══ Provided information ══

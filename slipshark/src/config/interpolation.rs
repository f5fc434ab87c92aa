// Copyright 2026 The SlipShark Project
// SPDX-License-Identifier: Apache-2.0

use super::error::ConfigError;

/// Expand `${VAR}` and `${VAR:-fallback}` references from the environment.
///
/// A reference without a fallback to an unset variable is an error.
/// An unterminated `${` is kept literally.
pub fn resolve_variables(input: &str) -> Result<String, ConfigError> {
    let mut result = String::with_capacity(input.len());
    let mut rest = input;

    while let Some(start) = rest.find("${") {
        result.push_str(&rest[..start]);
        let after = &rest[start + 2..];
        let Some(end) = after.find('}') else {
            result.push_str(&rest[start..]);
            return Ok(result);
        };

        let reference = &after[..end];
        let (name, fallback) = match reference.split_once(":-") {
            Some((name, fallback)) => (name, Some(fallback)),
            None => (reference, None),
        };

        if name.is_empty() {
            result.push_str(&rest[start..start + 3 + end]);
        } else {
            match std::env::var(name) {
                Ok(value) if !value.is_empty() || fallback.is_none() => result.push_str(&value),
                Ok(_) | Err(_) => match fallback {
                    Some(fallback) => result.push_str(fallback),
                    None => {
                        return Err(ConfigError::UndefinedVariable {
                            name: name.to_string(),
                        })
                    }
                },
            }
        }
        rest = &after[end + 1..];
    }

    result.push_str(rest);
    Ok(result)
}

═══

Required action —
Your response must contain the complete listing, copied without deviation.

Written solution —
filename slipshark/src/config/interpolation.rs
repository f5fc434ab87c92aa
// Copyright 2026 The SlipShark Project
// SPDX-License-Identifier: Apache-2.0

use super::error::ConfigError;

/// Expand `${VAR}` and `${VAR:-fallback}` references from the environment.
///
/// A reference without a fallback to an unset variable is an error.
/// An unterminated `${` is kept literally.
pub fn resolve_variables(input: &str) -> Result<String, ConfigError> {
    let mut result = String::with_capacity(input.len());
    let mut rest = input;

    while let Some(start) = rest.find("${") {
        result.push_str(&rest[..start]);
        let after = &rest[start + 2..];
        let Some(end) = after.find('}') else {
            result.push_str(&rest[start..]);
            return Ok(result);
        };

        let reference = &after[..end];
        let (name, fallback) = match reference.split_once(":-") {
            Some((name, fallback)) => (name, Some(fallback)),
            None => (reference, None),
        };

        if name.is_empty() {
            result.push_str(&rest[start..start + 3 + end]);
        } else {
            match std::env::var(name) {
                Ok(value) if !value.is_empty() || fallback.is_none() => result.push_str(&value),
                Ok(_) | Err(_) => match fallback {
                    Some(fallback) => result.push_str(fallback),
                    None => {
                        return Err(ConfigError::UndefinedVariable {
                            name: name.to_string(),
                        })
                    }
                },
            }
        }
        rest = &after[end + 1..];
    }

    result.push_str(rest);
    Ok(result)
}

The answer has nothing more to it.